La Conductrice ne leva pas les yeux du manifeste administratif. « Weir, Anton. Soixante et un ans, quatre mois. Vitrier retraité. A passé les onze derniers printemps de sa vie à bâtir une serre derrière la maison de sa fille, par étapes. Ses genoux lui permettaient une heure d'agenouillement à la fois. L'a finie trois semaines avant sa mort. » Elle tourna le manifeste pour qu'il pût le lire à l'envers, une courtoisie qu'il avait demandée à chaque arrêt depuis qu'ils avaient commencé. « Votre fille dit aux gens que vous l'avez bâtie lentement exprès. Que vous aimiez le prétexte pour venir. »
« Alors ce n'est pas une histoire. C'est un fait aux bonnes manières. »
Le Quai un avait fini de s'assembler autour d'eux exactement comme il s'assemblait toujours : sans hâte, à partir de quelque matériau qui se trouvait le plus à portée de main dans le monde vivant de la personne à qui il manquait le plus ce soir, une architecture provisoire bâtie entièrement de dévotion ordinaire.
Le sol était en chêne pâle, un plancher qui courait dans le mauvais sens pour un quai de gare et dans le bon sens pour une cuisine. Emprunté, estima-t-elle, à la maison ordinaire de sa fille, celle avec la serre derrière. Un banc se tenait là où un banc n'avait aucune raison technique de se tenir, en fonte, peint du vert exact et écaillé des meubles de jardin laissés dehors pendant trente étés. Anton l'avait testé de deux doigts avant de s'asseoir, la pression méfiante d'un homme qui ne se fie plus à un escalier pour ses propres genoux, et l'avait trouvé capable de supporter son poids sans la moindre plainte.
La lumière au-dessus portait le gris-or particulier d'un soir deux heures avant un crépuscule de printemps. Aucune ampoule ne brûlait derrière elle où que ce fût dans ce bâtiment, et aucune ne l'avait jamais fait ; elle était empruntée, comme tout ici était emprunté, à une fenêtre devant laquelle sa fille avait dû se tenir plus d'une fois cette semaine. Elle n'aurait pas su pourquoi l'heure ordinaire était devenue insupportable à continuer d'occuper.
« Bonjour, Nora. » La Conductrice garda sa voix au registre qu'elle employait pour chaque nouvel arrivant, sans hâte, sans hausser le ton, celui qui disait à un passager que rien n'était irrégulier même quand plusieurs choses l'étaient manifestement. Elle abaissa jusqu'au carreau à côté d'elle la sacoche de manifestes administratifs qu'elle portait encore de l'embarquement d'Anton, un petit geste délibéré qui libérait les deux mains, comme elle libérait toujours les deux mains pour un enfant. Interrogée, elle n'aurait pu dire ce dont elle s'attendait à avoir besoin. « Mon nom n'a pas d'importance pour l'instant. Je suis la Conductrice. Je vais vous aider à comprendre ce qui vient ensuite. »

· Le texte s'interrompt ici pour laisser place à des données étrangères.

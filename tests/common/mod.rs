//! Fixture FDM workbooks generated with rust_xlsxwriter

#![allow(dead_code)]

use rust_xlsxwriter::{Workbook, Worksheet};
use std::fs;
use std::path::{Path, PathBuf};

pub const TAXPAYER: &str = "PT Sawit Makmur";
pub const OBJECT_NUMBER: &str = "12.71.000.000.000-0001.0";

/// Builder for a source form with the standard sheet layout
pub struct FdmFixture {
    pub taxpayer: String,
    pub sector: String,
    pub kelurahan: String,
    pub productive_area: f64,
    pub productive_value: f64,
    pub tax_2025: f64,
    pub with_fdm_sheet: bool,
    pub with_building_sheet: bool,
}

impl Default for FdmFixture {
    fn default() -> Self {
        Self {
            taxpayer: TAXPAYER.to_string(),
            sector: "Perkebunan".to_string(),
            kelurahan: "Sei Mangkei # 0123 Blok A".to_string(),
            productive_area: 4_000_000.0,
            productive_value: 8_000_000_000.0,
            tax_2025: 55_000_000.0,
            with_fdm_sheet: true,
            with_building_sheet: true,
        }
    }
}

fn text(sheet: &mut Worksheet, row: u32, col: u16, value: &str) {
    sheet.write_string(row, col, value).unwrap();
}

fn number(sheet: &mut Worksheet, row: u32, col: u16, value: f64) {
    sheet.write_number(row, col, value).unwrap();
}

impl FdmFixture {
    pub fn to_bytes(&self) -> Vec<u8> {
        let mut workbook = Workbook::new();

        let home = workbook.add_worksheet();
        home.set_name("Sheet Home").unwrap();
        text(home, 4, 7, "KPP Madya Medan");
        text(home, 7, 3, &self.sector);
        text(home, 14, 7, &self.taxpayer);
        text(home, 20, 7, OBJECT_NUMBER);
        text(home, 26, 7, &self.kelurahan);
        text(home, 28, 7, "Bosar Maligas");
        text(home, 30, 7, "Simalungun");
        text(home, 32, 7, "Sumatera Utara");
        let areas = [
            5_000_000.0, // H37 land area
            self.productive_area,
            200_000.0,
            100_000.0,
            50_000.0,
            300_000.0,
            150_000.0,
            200_000.0, // H51 emplacement
        ];
        for (i, area) in areas.iter().enumerate() {
            number(home, 36 + 2 * i as u32, 7, *area);
        }
        number(home, 68, 7, 1_500.0);
        number(home, 70, 7, 9_000_000_000.0);
        number(home, 72, 7, 1_000_000_000.0);
        number(home, 130, 7, 12_500_000_000.0);

        let land = workbook.add_worksheet();
        land.set_name("C.1 Data Bumi").unwrap();
        text(land, 2, 0, "C.1 LAMPIRAN DATA BUMI");
        text(land, 40, 1, "Areal Emplasemen");
        number(land, 40, 5, 750.0);

        if self.with_building_sheet {
            let building = workbook.add_worksheet();
            building.set_name("C.2 Data Bangunan").unwrap();
            text(building, 60, 0, "JUMLAH LUAS");
            number(building, 60, 3, 1_200.0);
            text(building, 61, 0, "Jumlah NJOP");
            number(building, 61, 3, 3_600_000_000.0);
        }

        let assessment = workbook.add_worksheet();
        assessment.set_name("D").unwrap();
        text(assessment, 30, 0, "PBB yang harus dibayar");
        number(assessment, 30, 4, self.tax_2025);

        if self.with_fdm_sheet {
            let fdm = workbook.add_worksheet();
            fdm.set_name("FDM 2025").unwrap();
            text(fdm, 20, 1, "A. DATA BUMI");
            number(fdm, 24, 3, self.productive_area);
            number(fdm, 24, 7, self.productive_value);
        }

        workbook.save_to_buffer().unwrap()
    }

    pub fn write(&self, path: &Path) -> PathBuf {
        fs::write(path, self.to_bytes()).unwrap();
        path.to_path_buf()
    }
}

/// Bytes that are not a zip container
pub fn write_corrupt(path: &Path) -> PathBuf {
    fs::write(path, b"this is not a workbook").unwrap();
    path.to_path_buf()
}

C'était, penserait-elle plus tard, exactement la bonne question, posée exactement dans le bon ordre : l'inventaire pratique du départ que fait un enfant plutôt qu'une peur abstraite de la destination. Toute la compréhension du départ chez Nora avait été assemblée à partir de chaque autre occasion où elle avait quitté un lieu : des trajets en voiture, des sorties scolaires, et un train, manifestement, qui avait assez compté pour être retenu par ses goûters.

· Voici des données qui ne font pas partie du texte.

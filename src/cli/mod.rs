//! CLI command handlers

pub mod commands;

pub use commands::{catalog, collect_inputs, extract, init_config};
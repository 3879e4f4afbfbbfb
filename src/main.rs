use anyhow::Context;
use clap::{Parser, Subcommand};
use fdm_extractor::cli;
use fdm_extractor::config::Config;
use std::path::{Path, PathBuf};

#[derive(Parser)]
#[command(name = "fdm-extractor")]
#[command(about = "Consolidate FDM tax-assessment workbooks into one Results + Summary workbook")]
#[command(long_about = "FDM Extractor - consolidate FDM tax-assessment forms

Reads each FDM workbook (.xlsx / .xlsm), extracts the catalog fields from the
'Sheet Home', 'C.1', 'C.2', 'D' and 'FDM' sheets, and writes one workbook:

  Results  - one row per file; derived figures are live formulas
  Summary  - BIT / NDT scenario parameters and sector totals

A field that cannot be located is marked in the output; the file is still
included. A file that cannot be read is reported and skipped.

EXAMPLES:
  fdm-extractor extract forms/                     # every workbook in forms/
  fdm-extractor extract a.xlsx b.xlsm -o out/      # explicit files
  fdm-extractor extract forms/ --report run.json   # JSON batch report
  fdm-extractor catalog                            # list extracted fields")]
#[command(version)]
struct Cli {
    #[command(subcommand)]
    command: Commands,
}

#[derive(Subcommand)]
enum Commands {
    /// Extract FDM workbooks and write the consolidated workbook
    Extract {
        /// Input workbooks or directories containing them
        #[arg(required = true)]
        inputs: Vec<PathBuf>,

        /// Directory for the output workbook
        #[arg(short, long, default_value = ".")]
        output_dir: PathBuf,

        /// YAML configuration file
        #[arg(short, long, env = "FDM_EXTRACTOR_CONFIG")]
        config: Option<PathBuf>,

        /// Write a JSON batch report to this path
        #[arg(long)]
        report: Option<PathBuf>,

        /// Show missing fields and debug logs
        #[arg(short, long)]
        verbose: bool,
    },

    /// List the field catalog and the formula of every derived column
    Catalog {
        /// YAML configuration file
        #[arg(short, long, env = "FDM_EXTRACTOR_CONFIG")]
        config: Option<PathBuf>,
    },

    /// Write the default configuration to a YAML file
    InitConfig {
        /// Destination path
        #[arg(default_value = "fdm-extractor.yaml")]
        path: PathBuf,

        /// Overwrite an existing file
        #[arg(short, long)]
        force: bool,
    },
}

fn init_tracing(verbose: bool) {
    let default = if verbose {
        "fdm_extractor=debug"
    } else {
        "fdm_extractor=warn"
    };

    tracing_subscriber::fmt()
        .with_env_filter(
            tracing_subscriber::EnvFilter::try_from_default_env()
                .unwrap_or_else(|_| default.into()),
        )
        .with_writer(std::io::stderr)
        .init();
}

fn load_config(path: Option<&Path>) -> anyhow::Result<Config> {
    match path {
        Some(path) => Config::load(path)
            .with_context(|| format!("failed to load configuration from {}", path.display())),
        None => Ok(Config::default()),
    }
}

fn main() -> anyhow::Result<()> {
    let cli = Cli::parse();

    match cli.command {
        Commands::Extract {
            inputs,
            output_dir,
            config,
            report,
            verbose,
        } => {
            init_tracing(verbose);
            let config = load_config(config.as_deref())?;
            cli::extract(inputs, output_dir, &config, report, verbose)?;
        }

        Commands::Catalog { config } => {
            init_tracing(false);
            let config = load_config(config.as_deref())?;
            cli::catalog(&config)?;
        }

        Commands::InitConfig { path, force } => {
            init_tracing(false);
            cli::init_config(path, force)?;
        }
    }

    Ok(())
}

« Non », dit la Conductrice. « Il n'y a pas de goûters dans les trains. Je suis désolée. »
« C'est pas grave. J'ai déjà mangé. Enfin. » Nora considéra la chose. « Je me rappelle pas avoir mangé. Mais j'ai pas faim, alors je crois que ça va. »

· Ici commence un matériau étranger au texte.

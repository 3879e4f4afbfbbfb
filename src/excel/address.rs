//! Cell addressing: base-26 column letters and A1 references

use crate::error::{FdmError, FdmResult};

/// Convert a zero-based column index to an Excel column letter
///
/// Examples:
/// - 0 → A
/// - 25 → Z
/// - 26 → AA
/// - 701 → ZZ
/// - 702 → AAA
pub fn column_index_to_letter(index: usize) -> String {
    let mut result = String::new();
    let mut idx = index;

    loop {
        let remainder = idx % 26;
        result.insert(0, (b'A' + remainder as u8) as char);
        if idx < 26 {
            break;
        }
        idx = idx / 26 - 1;
    }

    result
}

/// Convert column letters back to a zero-based index (`A` → 0, `AA` → 26)
pub fn column_letter_to_index(letters: &str) -> Option<usize> {
    if letters.is_empty() {
        return None;
    }

    let mut value: usize = 0;
    for c in letters.chars() {
        let c = c.to_ascii_uppercase();
        if !c.is_ascii_uppercase() {
            return None;
        }
        value = value
            .checked_mul(26)?
            .checked_add((c as u8 - b'A') as usize + 1)?;
    }

    Some(value - 1)
}

/// Zero-based (row, column) pair to an A1 address
pub fn to_address(row: u32, col: u32) -> String {
    format!("{}{}", column_index_to_letter(col as usize), row + 1)
}

/// Parse an A1 address (`H37`, `$AB$10`) into zero-based (row, column)
pub fn parse_address(address: &str) -> FdmResult<(u32, u32)> {
    let cleaned: String = address.trim().chars().filter(|c| *c != '$').collect();

    let split = cleaned
        .find(|c: char| c.is_ascii_digit())
        .ok_or_else(|| invalid(address))?;
    let (letters, digits) = cleaned.split_at(split);

    let col = column_letter_to_index(letters).ok_or_else(|| invalid(address))?;
    let row: u32 = digits.parse().map_err(|_| invalid(address))?;
    if row == 0 {
        return Err(invalid(address));
    }

    let col = u32::try_from(col).map_err(|_| invalid(address))?;
    Ok((row - 1, col))
}

fn invalid(address: &str) -> FdmError {
    FdmError::Config(format!("invalid cell address: {}", address))
}

#[cfg(test)]
mod tests {
    use super::*;

    #[test]
    fn test_column_index_to_letter() {
        assert_eq!(column_index_to_letter(0), "A");
        assert_eq!(column_index_to_letter(1), "B");
        assert_eq!(column_index_to_letter(25), "Z");
        assert_eq!(column_index_to_letter(26), "AA");
        assert_eq!(column_index_to_letter(27), "AB");
        assert_eq!(column_index_to_letter(54), "BC");
        assert_eq!(column_index_to_letter(701), "ZZ");
        assert_eq!(column_index_to_letter(702), "AAA");
        assert_eq!(column_index_to_letter(16383), "XFD");
    }

    #[test]
    fn test_column_letters_round_trip() {
        for index in 0..20_000 {
            let letters = column_index_to_letter(index);
            assert_eq!(column_letter_to_index(&letters), Some(index), "{}", letters);
        }
    }

    #[test]
    fn test_column_letter_to_index_rejects_garbage() {
        assert_eq!(column_letter_to_index(""), None);
        assert_eq!(column_letter_to_index("A1"), None);
        assert_eq!(column_letter_to_index("ab"), Some(27));
    }

    #[test]
    fn test_parse_address() {
        assert_eq!(parse_address("A1").unwrap(), (0, 0));
        assert_eq!(parse_address("H37").unwrap(), (36, 7));
        assert_eq!(parse_address("$E$14").unwrap(), (13, 4));
        assert_eq!(parse_address("bc2").unwrap(), (1, 54));
    }

    #[test]
    fn test_parse_address_invalid() {
        assert!(parse_address("").is_err());
        assert!(parse_address("H").is_err());
        assert!(parse_address("37").is_err());
        assert!(parse_address("A0").is_err());
        assert!(parse_address("A-1").is_err());
    }

    #[test]
    fn test_to_address() {
        assert_eq!(to_address(0, 0), "A1");
        assert_eq!(to_address(130, 7), "H131");
        assert_eq!(to_address(1, 26), "AA2");
    }
}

« C'est permis ? De pas savoir si on a mangé ? »
« Tu veux que j'appelle quelqu'un », demande la sœur, finalement. « Maman. N'importe qui. »
« J'ai besoin de rester avec ce rien une minute avant d'avoir à le dire tout haut à quelqu'un d'autre. »
La sœur hoche la tête, et n'appelle personne. Toutes deux restent assises dans la cuisine trop claire avec la bouilloire froide et la boîte écrasée et un silence qui a, enfin, cessé de demander quoi que ce soit de plus à l'une ou à l'autre. Quelque part dehors, une voiture passe trop vite pour la rue. Le son monte et retombe en moins de deux secondes, ordinaire, indifférent, tout le reste du monde continuant selon son propre horaire hors d'une cuisine où le temps a cessé de signifier quoi que ce soit.
La fenêtre se ferma sans cérémonie, le matin ordinaire s'effaçant dans la mince lumière empruntée du quai provisoire à l'instant même où la Conductrice relâcha son attention : deux registres de la même pénurie, brièvement superposés puis de nouveau séparés.
Elle demeura au bord du quai provisoire, le carreau froid sous ses bottes, la petite forme endormie de Nora derrière elle. Elle le comprit avec la clarté plate d'une professionnelle voyant enfin tout un cas d'un seul coup. Elle avait traité cela comme deux problèmes. Cela n'avait jamais été qu'un seul.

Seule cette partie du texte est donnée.